Une collection dirigée par Richard Werly

Signés par des journalistes ou écrivains de renom, fins connaisseurs des pays, métropoles et régions sur lesquels ils ont choisi d’écrire, les livres de la collection L’âme des peuples ouvrent grandes les portes de l’histoire, des cultures, des religions et des réalités socio-économiques que les guides touristiques ne font qu’entrouvrir.

Ponctués d’entretiens avec de grands intellectuels rencontrés sur place, ces riches récits de voyage se veulent le compagnon idéal du lecteur désireux de dépasser les clichés et de se faire une idée juste des destinations visitées. Une rencontre littéraire intime, enrichissante et remplie d’informations inédites.

Précédemment basé à Bruxelles, Genève, Tokyo et Bangkok, Richard Werly est le correspondant permanent à Paris et Bruxelles du quotidien suisse Le Temps.

Retrouvez et suivez L’âme des peuples sur

www.editionsnevicata.be

@amedespeuples

Carte

AVANT-PROPOS Pourquoi le Léman ?

Lorsque j’étais enfant, j’ai fait un rêve étrange. Dans ce rêve, je me réveille en sursaut, effrayée par un cauchemar. Incapable de me rendormir, j’erre par monts et par vaux, traînant ma couette et mon éléphant en peluche, à la recherche d’un lit qui veuille bien m’inspirer le repos. À la manière de Boucle d’Or qui teste l’un après l’autre les trois lits des ours, je me couche tour à tour, sans y trouver le sommeil, sur un lit à baldaquin posé sur un nuage, puis dans une immense poussette en attente devant la maison. Ce n’est qu’en me glissant au creux du lac, comme on se glisserait sous une couette infiniment moelleuse et accueillante, que je réussis enfin à me rendormir.

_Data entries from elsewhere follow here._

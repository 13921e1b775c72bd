//! Claude session monitor library
//!
//! This crate provides the core functionality for the `cmon` daemon: periodic
//! collection of Claude usage data through an external reporting command,
//! per-project activity tracking driven by Claude Code hook events, and
//! atomic publication of a monitoring snapshot consumed by all readers
//! (terminal client, widget).
//!
//! # Platform Support
//!
//! This crate currently supports **Unix-like systems only** (Linux, macOS).
//!
//! Unix-specific features used:
//! - `fork()` for daemon process creation
//! - Unix signal handling (SIGTERM, SIGINT)

use std::fmt;
use std::str::FromStr;

/// Configuration schema, loader, and path resolution.
pub mod config;

/// Daemon module providing the tick loop, subprocess substrate, and
/// process lifecycle management.
pub mod daemon;

/// Project name resolution with an adaptive, LRU-bounded cache.
pub mod resolver;

/// Persisted snapshot document types.
mod snapshot;
pub use snapshot::*;

/// Derived activity state for a project, computed from the most recent hook
/// event and the time elapsed since it.
#[derive(Debug, Clone, Copy, PartialEq, Eq, serde::Serialize, serde::Deserialize)]
#[serde(rename_all = "SCREAMING_SNAKE_CASE")]
pub enum ActivityStatus {
    /// A tool is running or was just requested; the agent is working.
    Active,
    /// The agent stopped moments ago and is likely waiting for user input.
    WaitingForUser,
    /// No activity for a few minutes; the project is idle.
    Idle,
    /// No activity for a long stretch; the project is effectively dormant.
    Inactive,
}

impl fmt::Display for ActivityStatus {
    fn fmt(&self, f: &mut fmt::Formatter<'_>) -> fmt::Result {
        let s = match self {
            ActivityStatus::Active => "active",
            ActivityStatus::WaitingForUser => "waiting",
            ActivityStatus::Idle => "idle",
            ActivityStatus::Inactive => "inactive",
        };
        write!(f, "{}", s)
    }
}

/// Kind of a hook event appended to the event log by Claude Code hooks.
#[derive(Debug, Clone, Copy, PartialEq, Eq, serde::Serialize, serde::Deserialize)]
pub enum HookEventKind {
    /// Emitted before a tool runs; the session is actively working.
    PreToolUse,
    /// Emitted when the agent stops and hands control back to the user.
    Stop,
}

impl fmt::Display for HookEventKind {
    fn fmt(&self, f: &mut fmt::Formatter<'_>) -> fmt::Result {
        let s = match self {
            HookEventKind::PreToolUse => "PreToolUse",
            HookEventKind::Stop => "Stop",
        };
        write!(f, "{}", s)
    }
}

/// Error type for parsing a [`HookEventKind`] from a string.
#[derive(Debug, Clone, PartialEq, Eq)]
pub struct ParseKindError(pub String);

impl fmt::Display for ParseKindError {
    fn fmt(&self, f: &mut fmt::Formatter<'_>) -> fmt::Result {
        write!(f, "invalid hook event kind: {}", self.0)
    }
}

impl std::error::Error for ParseKindError {}

impl FromStr for HookEventKind {
    type Err = ParseKindError;

    /// Accepts the canonical event names plus kebab/snake-case CLI spellings
    /// (`PreToolUse`, `pre-tool-use`, `pre_tool_use`, `Stop`, `stop`).
    fn from_str(s: &str) -> Result<Self, Self::Err> {
        let normalized: String = s
            .chars()
            .filter(|c| *c != '-' && *c != '_')
            .collect::<String>()
            .to_lowercase();
        match normalized.as_str() {
            "pretooluse" => Ok(HookEventKind::PreToolUse),
            "stop" => Ok(HookEventKind::Stop),
            _ => Err(ParseKindError(s.to_string())),
        }
    }
}

#[cfg(test)]
mod tests {
    use super::*;

    #[test]
    fn activity_status_display() {
        assert_eq!(ActivityStatus::Active.to_string(), "active");
        assert_eq!(ActivityStatus::WaitingForUser.to_string(), "waiting");
        assert_eq!(ActivityStatus::Idle.to_string(), "idle");
        assert_eq!(ActivityStatus::Inactive.to_string(), "inactive");
    }

    #[test]
    fn activity_status_serializes_screaming_snake() {
        let json = serde_json::to_string(&ActivityStatus::WaitingForUser)
            .expect("status should serialize");
        assert_eq!(json, "\"WAITING_FOR_USER\"");
    }

    #[test]
    fn hook_event_kind_from_str_variants() {
        assert_eq!(
            "PreToolUse".parse::<HookEventKind>(),
            Ok(HookEventKind::PreToolUse)
        );
        assert_eq!(
            "pre-tool-use".parse::<HookEventKind>(),
            Ok(HookEventKind::PreToolUse)
        );
        assert_eq!(
            "pre_tool_use".parse::<HookEventKind>(),
            Ok(HookEventKind::PreToolUse)
        );
        assert_eq!("stop".parse::<HookEventKind>(), Ok(HookEventKind::Stop));
        assert_eq!("Stop".parse::<HookEventKind>(), Ok(HookEventKind::Stop));
    }

    #[test]
    fn hook_event_kind_from_str_rejects_unknown() {
        let err = "notification".parse::<HookEventKind>().expect_err("should fail");
        assert_eq!(err, ParseKindError("notification".to_string()));
        assert!(err.to_string().contains("notification"));
    }

    #[test]
    fn hook_event_kind_round_trips_through_display() {
        for kind in [HookEventKind::PreToolUse, HookEventKind::Stop] {
            let parsed: HookEventKind = kind.to_string().parse().expect("should parse");
            assert_eq!(parsed, kind);
        }
    }
}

Depuis cette nuit, je suis addict au Léman. Ce lac au bord duquel je suis née, ce lac aussi grand qu’une mer lorsque j’étais petite, joue pour moi un rôle évident de mère nourricière. J’ai « besoin » de lui. Après chaque absence, il faut que je le voie, de toute urgence. Que j’aie le vague à l’âme ou une décision à prendre, que mon cœur déborde de joie ou mes yeux de larmes, mes pieds me portent jusqu’au lac, sur les sentiers étroits, jusqu’à n’importe laquelle de ses plages de galets où je m’assieds, plongeant les yeux et l’esprit dans la vaste étendue d’eau jusqu’à y noyer ma langueur ou mes élans débordants. Ce n’est qu’après avoir eu ma dose, littéralement, que je peux revenir à la maison, sereine, apaisée et nourrie.

Cette dépendance affective, quasi existentielle, reste un mystère.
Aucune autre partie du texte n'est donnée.